What the task requires: Copy each line containing the word "items" from the records that follow, please.

Raw data:
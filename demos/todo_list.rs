//! Todo List Example - nested arrays, lists of components, derived instances
//!
//! Demonstrates:
//! - Mutating a nested array through an `ObservableArray` handle
//! - Rendering a list of child components that share one template
//! - Deriving a sibling item with `new_instance`
//!
//! Run with: RUST_LOG=mosaic=debug cargo run --example todo_list

use mosaic::{el, DynamicValue, Mosaic, MosaicOptions, Result, Runtime};
use serde_json::{json, Value};
use tracing_subscriber::EnvFilter;

fn todo_item(runtime: &Runtime, label: &str) -> Result<Mosaic> {
    Mosaic::new(
        runtime,
        MosaicOptions::new(|data, actions| {
            let done = data.field("done") == Some(json!(true));
            el("li")
                .bind_attr("class", if done { "done" } else { "open" })
                .on("click", actions.handler("toggle"))
                .child(el("span").bind(data.field("label")))
                .build()
        })
        .with_tid("todo-item")
        .with_data(json!({ "label": label, "done": false }))
        .with_action("toggle", |data, _| {
            let done = data.field("done") == Some(json!(true));
            data.set_field("done", !done)?;
            Ok(())
        }),
    )
}

fn main() -> Result<()> {
    let filter = EnvFilter::try_from_default_env().unwrap_or_else(|_| EnvFilter::new("info"));
    let _ = tracing_subscriber::fmt().with_env_filter(filter).with_target(false).try_init();

    println!("=== mosaic Todo List Example ===\n");

    let runtime = Runtime::new();
    let doc = runtime.document();

    let items: Vec<Mosaic> = ["write docs", "ship it"]
        .iter()
        .map(|label| todo_item(&runtime, label))
        .collect::<Result<_>>()?;
    let rows = DynamicValue::list(items.iter().map(DynamicValue::from));

    let list = runtime.mount(
        MosaicOptions::new(move |data, _| {
            let tags = data
                .field("tags")
                .and_then(|tags| tags.as_array().cloned())
                .unwrap_or_default();
            el("section")
                .child(el("h1").bind(data.field("title")))
                .child(el("ul").bind(rows.clone()))
                .child(el("p").bind(DynamicValue::list(tags.iter().map(|tag| {
                    format!("#{} ", tag.as_str().unwrap_or_default())
                }))))
                .build()
        })
        .with_data(json!({ "title": "Today", "tags": ["home"] })),
    )?;
    println!("Painted:\n  {}\n", doc.to_html(list.element()));

    println!("--- Pushing a tag ---");
    if let Some(tags) = list.data().array("tags") {
        tags.push("urgent")?;
    }
    println!("  {}\n", doc.to_html(list.element()));

    println!("--- Toggling the first item ---");
    doc.dispatch(items[0].element(), "click", Value::Null)?;
    println!("  {}\n", doc.to_html(list.element()));

    println!("--- Deriving an item ---");
    let extra = items[1].new_instance(json!({ "label": "rest" }))?;
    println!("  detached: {}", doc.to_html(extra.element()));
    println!("  same type: {}", extra.tid() == items[1].tid());
    println!("  same instance: {}", extra.equals(&items[1]));
    println!("  template parses: {}", runtime.templates().parse_count());

    Ok(())
}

Result for this exercise:
    let items: Vec<Mosaic> = ["write docs", "ship it"]
    let rows = DynamicValue::list(items.iter().map(DynamicValue::from));
    doc.dispatch(items[0].element(), "click", Value::Null)?;
    let extra = items[1].new_instance(json!({ "label": "rest" }))?;
    println!("  same type: {}", extra.tid() == items[1].tid());
    println!("  same instance: {}", extra.equals(&items[1]));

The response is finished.